Department of Chemistry, Boston College, Chestnut Hill, Massachusetts 02467, USA.
J Chem Phys. 2022 Apr 7;156(13):134109. doi: 10.1063/5.0087165.
Recent work has demonstrated the promise of using machine-learned surrogates, in particular, Gaussian process (GP) surrogates, in reducing the number of electronic structure calculations (ESCs) needed to perform surrogate model based (SMB) geometry optimization. In this paper, we study geometry meta-optimization with GP surrogates where a SMB optimizer additionally learns from its past "experience" performing geometry optimization. To validate this idea, we start with the simplest setting where a geometry meta-optimizer learns from previous optimizations of the same molecule with different initial-guess geometries.
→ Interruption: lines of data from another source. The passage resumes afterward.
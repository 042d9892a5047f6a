//! Mark-phase worklist.
//!
//! The marker keeps an explicit stack bounded by `mark_stack_limit`. When a
//! newly marked thing cannot be pushed, its arena is put on an intrusive
//! stack of arenas with delayed marking instead; once the main stack is
//! empty each delayed arena is rescanned and every marked thing in it has
//! its children traced again. Auxiliary memory stays bounded no matter how
//! deep the object graph is.

use std::sync::Arc;

use crate::cell::{GcCell, ThingView};
use crate::compartment::CompartmentId;
use crate::heap::arena::MarkColor;
use crate::heap::{ArenaId, GcHeap};
use crate::trace::{TraceHooks, Tracer};
use crate::weak::WeakMarker;

pub(crate) struct GcMarker<'a> {
    heap: &'a mut GcHeap,
    hooks: &'a TraceHooks,
    stack: Vec<GcCell>,
    limit: usize,
    color: MarkColor,
    /// Compartment being collected; things elsewhere count as marked.
    scope: Option<CompartmentId>,
    /// Head of the delayed-marking arena stack.
    delayed: Option<ArenaId>,
    pub(crate) delayed_arenas: usize,
    pub(crate) marked: usize,
}

impl<'a> GcMarker<'a> {
    pub(crate) fn new(
        heap: &'a mut GcHeap,
        hooks: &'a TraceHooks,
        scope: Option<CompartmentId>,
        limit: usize,
    ) -> Self {
        Self {
            heap,
            hooks,
            stack: Vec::with_capacity(limit.min(1024)),
            limit,
            color: MarkColor::Black,
            scope,
            delayed: None,
            delayed_arenas: 0,
            marked: 0,
        }
    }

    pub(crate) fn set_color(&mut self, color: MarkColor) {
        debug_assert!(self.stack.is_empty() && self.delayed.is_none());
        self.color = color;
    }

    /// Mark `cell` and queue its children. Returns true if it was unmarked.
    pub(crate) fn mark(&mut self, cell: GcCell) -> bool {
        let arena = cell.arena();
        let Some(header) = self.heap.header_mut(arena) else {
            debug_assert!(false, "marking {cell:?} outside any allocated arena");
            return false;
        };
        if self.scope.is_some_and(|scope| header.compartment != scope) {
            return false;
        }
        let Some(index) = header.thing_index(cell) else {
            debug_assert!(false, "marking misaligned {cell:?}");
            return false;
        };
        if !header.mark(index, self.color) {
            return false;
        }
        self.marked += 1;

        if self.stack.len() < self.limit {
            self.stack.push(cell);
        } else if !header.has_delayed_marking {
            header.has_delayed_marking = true;
            header.next_delayed = self.delayed.replace(arena);
            self.delayed_arenas += 1;
        }
        true
    }

    /// Whether `cell` survives the current collection so far.
    pub(crate) fn is_marked(&self, cell: GcCell) -> bool {
        let Some(header) = self.heap.header(cell.arena()) else {
            return false;
        };
        if self.scope.is_some_and(|scope| header.compartment != scope) {
            return true;
        }
        header
            .thing_index(cell)
            .is_some_and(|index| header.is_marked(index))
    }

    /// Trace until both the stack and the delayed arenas are empty.
    pub(crate) fn drain(&mut self) {
        loop {
            while let Some(cell) = self.stack.pop() {
                self.trace_children(cell);
            }
            let Some(arena) = self.delayed else {
                break;
            };
            let Some(header) = self.heap.header_mut(arena) else {
                debug_assert!(false, "delayed marking on unallocated {arena:?}");
                self.delayed = None;
                break;
            };
            self.delayed = header.next_delayed.take();
            header.has_delayed_marking = false;
            self.mark_delayed_children(arena);
        }
    }

    fn mark_delayed_children(&mut self, arena: ArenaId) {
        let Some((count, size)) = self
            .heap
            .header(arena)
            .map(|h| (h.things_per_arena(), h.thing_size()))
        else {
            return;
        };
        for index in 0..count {
            let marked = self
                .heap
                .header(arena)
                .is_some_and(|h| h.is_marked(index));
            if !marked {
                continue;
            }
            if let Some(cell) = GcCell::from_word(arena.addr() + index * size) {
                self.trace_children(cell);
            }
        }
    }

    fn trace_children(&mut self, cell: GcCell) {
        let Some(kind) = self.heap.header(cell.arena()).map(|h| h.kind) else {
            return;
        };
        if !self.hooks.has_trace(kind.trace_kind()) {
            return;
        }
        let Some(memory) = self.heap.memory(cell.chunk()).map(Arc::clone) else {
            return;
        };
        let view = ThingView::new(cell, kind, memory.thing_words(cell.addr(), kind.thing_size()));
        let hooks = self.hooks;
        hooks.trace_children(&view, self);
    }
}

impl Tracer for GcMarker<'_> {
    #[inline]
    fn trace_cell(&mut self, cell: GcCell) {
        self.mark(cell);
    }
}

impl WeakMarker for GcMarker<'_> {
    fn is_marked(&self, cell: GcCell) -> bool {
        GcMarker::is_marked(self, cell)
    }

    fn mark(&mut self, cell: GcCell) -> bool {
        GcMarker::mark(self, cell)
    }
}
We give empirical evidence that geometry meta-optimization with GP surrogates is effective and requires less tuning compared to SMB optimization with GP surrogates on the ANI-1 dataset of off-equilibrium initial structures of small organic molecules. Unlike SMB optimization where a surrogate should be immediately useful for optimizing a given geometry, a surrogate in geometry meta-optimization has more flexibility because it can distribute its ESC savings across a set of geometries. Indeed, we find that GP surrogates that preserve rotational invariance provide increased marginal ESC savings across geometries. As a more stringent test, we also apply geometry meta-optimization to conformational search on a hand-constructed dataset of hydrocarbons and alcohols. We observe that while SMB optimization and geometry meta-optimization do save on ESCs, they also tend to miss higher energy conformers compared to standard geometry optimization. We believe that further research into characterizing the divergence between GP surrogates and potential energy surfaces is critical not only for advancing geometry meta-optimization but also for exploring the potential of machine-learned surrogates in geometry optimization in general.
最近的工作表明,使用机器学习代理(尤其是高斯过程 (GP) 代理)可以减少进行基于代理模型的 (SMB) 几何优化所需的电子结构计算 (ESC) 的数量。在本文中,我们研究了基于 GP 代理的几何元优化,其中 SMB 优化器还可以从其过去执行几何优化的“经验”中学习。为了验证这一想法,我们从最简单的设置开始,其中几何元优化器从具有不同初始猜测几何形状的同一分子的先前优化中学习。我们提供了经验证据,表明与基于 ANI-1 数据集的非平衡小分子初始结构的 GP 代理 SMB 优化相比,基于 GP 代理的几何元优化是有效的,并且需要更少的调整。与 SMB 优化不同,代理在优化给定几何形状时应该立即有用,而在几何元优化中,代理具有更多的灵活性,因为它可以将其 ESC 节省分配到一组几何形状上。事实上,我们发现保留旋转不变性的 GP 代理在几何形状上提供了更高的边际 ESC 节省。作为更严格的测试,我们还将几何元优化应用于手动构建的烃和醇数据集上的构象搜索。我们观察到,虽然 SMB 优化和几何元优化确实可以节省 ESC,但与标准几何优化相比,它们也容易错过更高能量的构象。我们认为,进一步研究 GP 代理和势能面之间的差异不仅对于推进几何元优化至关重要,而且对于探索机器学习代理在一般几何优化中的潜力也至关重要。